[Assignment]: Return each line in the records below that includes "GenerateContentResponse".

[Available data]:

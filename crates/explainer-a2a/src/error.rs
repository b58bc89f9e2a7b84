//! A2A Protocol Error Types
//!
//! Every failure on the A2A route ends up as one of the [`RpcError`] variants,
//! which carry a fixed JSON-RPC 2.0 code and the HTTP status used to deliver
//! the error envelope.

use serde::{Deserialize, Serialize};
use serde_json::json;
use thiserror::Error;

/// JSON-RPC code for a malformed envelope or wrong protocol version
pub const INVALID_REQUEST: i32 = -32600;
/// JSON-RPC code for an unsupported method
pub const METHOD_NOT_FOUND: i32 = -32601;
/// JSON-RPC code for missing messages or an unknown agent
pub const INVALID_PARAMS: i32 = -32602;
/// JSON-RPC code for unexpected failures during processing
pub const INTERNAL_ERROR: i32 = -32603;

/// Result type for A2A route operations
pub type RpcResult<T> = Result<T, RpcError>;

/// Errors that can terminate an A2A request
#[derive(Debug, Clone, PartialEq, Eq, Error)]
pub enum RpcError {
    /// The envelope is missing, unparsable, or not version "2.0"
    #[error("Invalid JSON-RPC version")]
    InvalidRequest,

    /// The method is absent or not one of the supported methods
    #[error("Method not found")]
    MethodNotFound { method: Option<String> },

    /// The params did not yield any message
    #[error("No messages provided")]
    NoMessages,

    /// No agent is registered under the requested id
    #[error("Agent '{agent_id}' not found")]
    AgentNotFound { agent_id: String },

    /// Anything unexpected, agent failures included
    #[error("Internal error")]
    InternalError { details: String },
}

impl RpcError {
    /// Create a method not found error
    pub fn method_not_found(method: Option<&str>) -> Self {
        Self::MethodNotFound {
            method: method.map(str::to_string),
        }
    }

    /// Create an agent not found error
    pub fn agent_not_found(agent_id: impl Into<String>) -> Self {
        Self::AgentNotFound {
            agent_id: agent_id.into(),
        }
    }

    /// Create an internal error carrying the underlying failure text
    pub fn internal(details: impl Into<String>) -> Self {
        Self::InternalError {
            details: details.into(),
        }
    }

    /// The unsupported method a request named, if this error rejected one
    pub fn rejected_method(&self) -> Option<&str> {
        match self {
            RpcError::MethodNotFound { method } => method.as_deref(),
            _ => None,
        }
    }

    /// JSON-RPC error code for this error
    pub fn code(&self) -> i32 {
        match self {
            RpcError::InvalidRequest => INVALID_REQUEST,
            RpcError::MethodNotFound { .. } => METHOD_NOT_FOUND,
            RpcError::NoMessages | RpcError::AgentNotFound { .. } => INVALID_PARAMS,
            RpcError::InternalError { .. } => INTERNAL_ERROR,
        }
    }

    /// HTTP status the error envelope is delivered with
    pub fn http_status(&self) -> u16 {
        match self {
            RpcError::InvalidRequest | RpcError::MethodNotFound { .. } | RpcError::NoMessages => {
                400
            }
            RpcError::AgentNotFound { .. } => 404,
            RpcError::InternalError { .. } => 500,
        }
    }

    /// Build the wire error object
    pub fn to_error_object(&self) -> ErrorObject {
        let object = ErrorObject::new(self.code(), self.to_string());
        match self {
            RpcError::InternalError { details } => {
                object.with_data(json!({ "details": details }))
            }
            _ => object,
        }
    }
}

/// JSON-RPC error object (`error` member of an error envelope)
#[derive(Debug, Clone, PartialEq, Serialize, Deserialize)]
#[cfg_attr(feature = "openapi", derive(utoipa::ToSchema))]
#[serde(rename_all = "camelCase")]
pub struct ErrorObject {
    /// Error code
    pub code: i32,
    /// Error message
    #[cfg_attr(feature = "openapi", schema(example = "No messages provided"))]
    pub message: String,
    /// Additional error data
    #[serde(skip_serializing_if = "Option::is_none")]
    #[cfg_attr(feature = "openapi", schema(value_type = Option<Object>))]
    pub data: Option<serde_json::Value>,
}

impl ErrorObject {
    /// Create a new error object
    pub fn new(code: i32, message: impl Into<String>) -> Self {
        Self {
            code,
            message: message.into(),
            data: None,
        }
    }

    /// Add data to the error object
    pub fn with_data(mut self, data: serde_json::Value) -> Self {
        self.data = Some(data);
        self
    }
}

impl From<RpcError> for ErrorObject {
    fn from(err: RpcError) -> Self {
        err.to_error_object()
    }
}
---
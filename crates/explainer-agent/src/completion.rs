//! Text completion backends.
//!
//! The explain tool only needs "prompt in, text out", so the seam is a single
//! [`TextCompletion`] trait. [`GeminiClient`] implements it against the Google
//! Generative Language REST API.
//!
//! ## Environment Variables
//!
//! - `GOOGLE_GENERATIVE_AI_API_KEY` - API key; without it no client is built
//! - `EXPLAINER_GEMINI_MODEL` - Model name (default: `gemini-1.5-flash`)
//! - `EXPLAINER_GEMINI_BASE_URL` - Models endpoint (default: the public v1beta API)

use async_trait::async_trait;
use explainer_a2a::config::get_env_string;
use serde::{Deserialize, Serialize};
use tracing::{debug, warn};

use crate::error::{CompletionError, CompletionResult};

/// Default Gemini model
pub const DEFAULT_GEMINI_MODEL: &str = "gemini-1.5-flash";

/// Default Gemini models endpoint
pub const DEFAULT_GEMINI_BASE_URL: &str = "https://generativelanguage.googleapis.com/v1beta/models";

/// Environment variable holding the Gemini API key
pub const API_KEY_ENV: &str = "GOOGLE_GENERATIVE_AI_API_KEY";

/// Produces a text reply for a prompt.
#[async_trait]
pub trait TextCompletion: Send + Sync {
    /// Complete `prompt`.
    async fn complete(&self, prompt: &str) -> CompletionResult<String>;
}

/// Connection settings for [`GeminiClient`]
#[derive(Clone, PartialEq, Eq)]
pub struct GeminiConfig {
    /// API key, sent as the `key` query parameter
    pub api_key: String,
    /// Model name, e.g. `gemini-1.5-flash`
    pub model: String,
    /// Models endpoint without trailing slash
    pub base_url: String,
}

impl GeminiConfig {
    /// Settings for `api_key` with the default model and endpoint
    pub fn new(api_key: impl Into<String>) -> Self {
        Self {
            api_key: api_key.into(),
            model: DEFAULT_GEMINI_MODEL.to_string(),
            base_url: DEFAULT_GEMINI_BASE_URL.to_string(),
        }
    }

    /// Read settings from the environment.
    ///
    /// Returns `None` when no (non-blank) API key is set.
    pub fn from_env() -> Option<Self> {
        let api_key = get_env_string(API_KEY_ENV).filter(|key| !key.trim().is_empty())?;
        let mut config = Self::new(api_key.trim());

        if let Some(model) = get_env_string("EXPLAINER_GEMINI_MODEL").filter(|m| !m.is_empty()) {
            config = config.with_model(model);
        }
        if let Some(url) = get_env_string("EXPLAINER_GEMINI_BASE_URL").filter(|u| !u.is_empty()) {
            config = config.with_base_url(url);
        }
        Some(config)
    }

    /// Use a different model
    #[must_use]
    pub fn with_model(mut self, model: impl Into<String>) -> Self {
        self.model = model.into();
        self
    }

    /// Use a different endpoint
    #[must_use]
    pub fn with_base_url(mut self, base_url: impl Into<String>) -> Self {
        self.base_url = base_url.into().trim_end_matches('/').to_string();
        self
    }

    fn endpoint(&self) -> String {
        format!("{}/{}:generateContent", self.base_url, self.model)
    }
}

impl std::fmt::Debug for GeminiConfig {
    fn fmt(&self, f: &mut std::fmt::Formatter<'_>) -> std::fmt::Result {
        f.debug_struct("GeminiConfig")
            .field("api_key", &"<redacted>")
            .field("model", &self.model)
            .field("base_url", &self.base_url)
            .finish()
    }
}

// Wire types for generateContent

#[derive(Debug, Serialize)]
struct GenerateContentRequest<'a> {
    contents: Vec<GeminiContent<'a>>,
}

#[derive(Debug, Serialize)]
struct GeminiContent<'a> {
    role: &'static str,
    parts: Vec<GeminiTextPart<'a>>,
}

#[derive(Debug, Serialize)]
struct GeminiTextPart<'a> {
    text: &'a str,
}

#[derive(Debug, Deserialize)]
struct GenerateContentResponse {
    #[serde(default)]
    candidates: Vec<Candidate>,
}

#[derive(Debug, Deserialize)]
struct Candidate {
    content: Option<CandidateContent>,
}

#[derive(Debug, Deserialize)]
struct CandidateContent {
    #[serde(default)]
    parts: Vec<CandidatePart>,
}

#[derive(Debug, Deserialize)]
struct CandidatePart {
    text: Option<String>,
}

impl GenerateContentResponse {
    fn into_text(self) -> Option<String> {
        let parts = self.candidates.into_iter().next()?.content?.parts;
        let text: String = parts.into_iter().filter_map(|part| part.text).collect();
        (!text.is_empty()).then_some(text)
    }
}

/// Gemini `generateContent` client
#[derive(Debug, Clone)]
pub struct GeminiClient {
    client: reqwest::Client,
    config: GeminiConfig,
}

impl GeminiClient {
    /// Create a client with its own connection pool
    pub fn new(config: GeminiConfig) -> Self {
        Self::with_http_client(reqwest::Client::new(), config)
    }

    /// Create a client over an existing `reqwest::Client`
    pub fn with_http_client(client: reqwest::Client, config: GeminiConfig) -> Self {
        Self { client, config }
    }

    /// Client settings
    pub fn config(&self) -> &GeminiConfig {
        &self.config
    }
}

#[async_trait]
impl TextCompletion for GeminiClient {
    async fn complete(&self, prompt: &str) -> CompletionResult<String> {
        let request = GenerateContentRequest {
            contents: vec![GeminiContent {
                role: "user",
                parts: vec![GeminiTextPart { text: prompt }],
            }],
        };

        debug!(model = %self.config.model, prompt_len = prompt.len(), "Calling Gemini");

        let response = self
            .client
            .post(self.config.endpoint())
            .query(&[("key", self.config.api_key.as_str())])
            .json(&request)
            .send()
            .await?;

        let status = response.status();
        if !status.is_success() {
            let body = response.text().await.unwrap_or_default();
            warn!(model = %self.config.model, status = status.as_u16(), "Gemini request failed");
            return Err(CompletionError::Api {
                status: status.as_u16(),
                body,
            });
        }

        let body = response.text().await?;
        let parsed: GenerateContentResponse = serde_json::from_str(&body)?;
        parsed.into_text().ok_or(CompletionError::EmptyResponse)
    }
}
==
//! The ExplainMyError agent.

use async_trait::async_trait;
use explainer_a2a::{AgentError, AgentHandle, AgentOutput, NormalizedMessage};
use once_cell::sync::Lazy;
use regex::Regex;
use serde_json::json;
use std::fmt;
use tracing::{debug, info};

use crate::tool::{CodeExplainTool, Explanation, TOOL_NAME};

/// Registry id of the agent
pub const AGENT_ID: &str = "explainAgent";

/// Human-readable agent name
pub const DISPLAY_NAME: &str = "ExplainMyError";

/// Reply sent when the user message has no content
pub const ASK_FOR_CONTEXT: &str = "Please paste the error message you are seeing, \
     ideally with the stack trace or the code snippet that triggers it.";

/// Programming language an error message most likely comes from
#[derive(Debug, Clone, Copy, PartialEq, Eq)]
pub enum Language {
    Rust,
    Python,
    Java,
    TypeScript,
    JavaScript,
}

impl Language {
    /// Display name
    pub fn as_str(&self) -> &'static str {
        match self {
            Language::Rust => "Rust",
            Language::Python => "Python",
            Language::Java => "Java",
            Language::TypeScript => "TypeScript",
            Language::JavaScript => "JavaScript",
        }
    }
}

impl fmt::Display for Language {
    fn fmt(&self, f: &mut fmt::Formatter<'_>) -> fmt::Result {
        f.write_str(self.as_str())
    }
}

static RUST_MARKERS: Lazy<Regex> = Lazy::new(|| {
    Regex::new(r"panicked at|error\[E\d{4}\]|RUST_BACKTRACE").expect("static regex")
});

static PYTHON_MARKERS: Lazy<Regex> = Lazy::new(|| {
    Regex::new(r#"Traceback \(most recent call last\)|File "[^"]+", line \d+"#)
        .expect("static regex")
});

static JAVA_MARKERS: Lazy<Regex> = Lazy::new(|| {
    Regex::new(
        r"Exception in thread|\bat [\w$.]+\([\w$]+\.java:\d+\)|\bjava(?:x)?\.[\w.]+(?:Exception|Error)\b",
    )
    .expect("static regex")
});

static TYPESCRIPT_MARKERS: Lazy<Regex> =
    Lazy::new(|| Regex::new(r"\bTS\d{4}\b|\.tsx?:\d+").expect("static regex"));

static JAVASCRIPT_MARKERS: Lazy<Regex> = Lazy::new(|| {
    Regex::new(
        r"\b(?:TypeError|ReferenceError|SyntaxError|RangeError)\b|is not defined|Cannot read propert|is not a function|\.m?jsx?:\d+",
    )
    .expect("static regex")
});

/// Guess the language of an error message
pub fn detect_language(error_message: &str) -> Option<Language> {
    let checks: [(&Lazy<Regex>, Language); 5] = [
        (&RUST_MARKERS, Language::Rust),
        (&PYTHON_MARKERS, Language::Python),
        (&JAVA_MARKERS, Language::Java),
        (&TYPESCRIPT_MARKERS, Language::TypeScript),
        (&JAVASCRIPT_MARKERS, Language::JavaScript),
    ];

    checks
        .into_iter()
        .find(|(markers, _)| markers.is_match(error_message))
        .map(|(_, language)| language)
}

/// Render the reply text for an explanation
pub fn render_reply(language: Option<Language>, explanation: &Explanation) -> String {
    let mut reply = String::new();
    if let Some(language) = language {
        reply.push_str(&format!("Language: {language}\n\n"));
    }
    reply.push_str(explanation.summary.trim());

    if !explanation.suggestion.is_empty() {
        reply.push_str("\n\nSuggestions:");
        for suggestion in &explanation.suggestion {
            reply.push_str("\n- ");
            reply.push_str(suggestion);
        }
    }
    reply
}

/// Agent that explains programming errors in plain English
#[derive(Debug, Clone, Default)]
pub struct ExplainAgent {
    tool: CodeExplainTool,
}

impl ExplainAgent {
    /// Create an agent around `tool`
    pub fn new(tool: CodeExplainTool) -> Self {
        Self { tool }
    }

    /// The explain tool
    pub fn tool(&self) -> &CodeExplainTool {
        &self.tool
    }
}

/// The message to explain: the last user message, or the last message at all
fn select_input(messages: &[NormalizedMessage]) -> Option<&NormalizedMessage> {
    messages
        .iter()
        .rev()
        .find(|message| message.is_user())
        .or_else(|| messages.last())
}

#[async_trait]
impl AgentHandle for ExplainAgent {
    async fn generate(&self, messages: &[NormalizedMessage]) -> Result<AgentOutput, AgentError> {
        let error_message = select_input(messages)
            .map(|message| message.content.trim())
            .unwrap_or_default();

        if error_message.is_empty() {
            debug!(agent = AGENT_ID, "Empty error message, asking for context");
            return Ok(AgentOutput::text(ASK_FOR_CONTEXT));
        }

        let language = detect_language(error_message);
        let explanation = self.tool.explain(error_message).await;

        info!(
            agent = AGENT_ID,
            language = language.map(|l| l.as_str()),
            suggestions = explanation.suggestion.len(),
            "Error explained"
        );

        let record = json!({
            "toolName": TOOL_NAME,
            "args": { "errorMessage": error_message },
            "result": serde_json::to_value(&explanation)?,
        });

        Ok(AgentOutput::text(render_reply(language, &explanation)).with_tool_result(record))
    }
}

[Response to the task]:
struct GenerateContentResponse {
impl GenerateContentResponse {
        let parsed: GenerateContentResponse = serde_json::from_str(&body)?;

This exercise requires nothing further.